A protrusion of abdominal structures through the retaining ABDOMINAL WALL. It involves two parts: an opening in the abdominal wall, and a hernia sac consisting of PERITONEUM and abdominal contents. Abdominal hernias include groin hernia (HERNIA, FEMORAL; HERNIA, INGUINAL) and VENTRAL HERNIA.

A hernia caused by weakness of the anterior ABDOMINAL WALL due to midline defects, previous incisions, or increased intra-abdominal pressure. Ventral hernias include UMBILICAL HERNIA, incisional, epigastric, and spigelian hernias.

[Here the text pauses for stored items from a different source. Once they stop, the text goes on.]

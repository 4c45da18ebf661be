//! Thin wrapper around the `xxhash-rust` crate providing the XXH3-64 API used
//! by the hashing sink and for cheap content fingerprints of byte blobs.
//!
//! Only XXH3-64 with seed 0 and the canonical 192-byte secret is exposed;
//! that is the exact configuration `xxhsum -H3` uses, so every value produced
//! here can be checked against the reference tool.

pub use xxhash_rust::xxh3::Xxh3 as Xxh3State;

/// One-shot XXH3-64 hash with seed 0 and the canonical secret.
///
/// # Parity vectors
/// * `xxh3_64(b"")` == `0x2D06800538D394C2`
/// * `xxh3_64(b"hello world")` == `0xD447B1EA40E6988B`
#[inline]
pub fn xxh3_64(data: &[u8]) -> u64 {
    xxhash_rust::xxh3::xxh3_64(data)
}

/// Fresh streaming state, equivalent to feeding the same bytes to
/// [`xxh3_64`] in one call.
#[inline]
pub fn streaming() -> Xxh3State {
    Xxh3State::new()
}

A HERNIA due to an imperfect closure or weakness of the umbilical ring. It appears as a skin-covered protrusion at the UMBILICUS during crying, coughing, or straining. The hernia generally consists of OMENTUM or SMALL INTESTINE. The vast majority of umbilical hernias are congenital but can be acquired due to severe abdominal distention.

A groin hernia occurring inferior to the inguinal ligament and medial to the FEMORAL VEIN and FEMORAL ARTERY. The femoral hernia sac has a small neck but may enlarge considerably when it enters the subcutaneous tissue of the thigh. It is caused by defects in the ABDOMINAL WALL.

Protrusion of tissue, structure, or part of an organ through the muscular tissue or the membrane by which it is normally contained. Hernia may involve tissues such as the ABDOMINAL WALL or the respiratory DIAPHRAGM. Hernias may be internal, external, congenital, or acquired.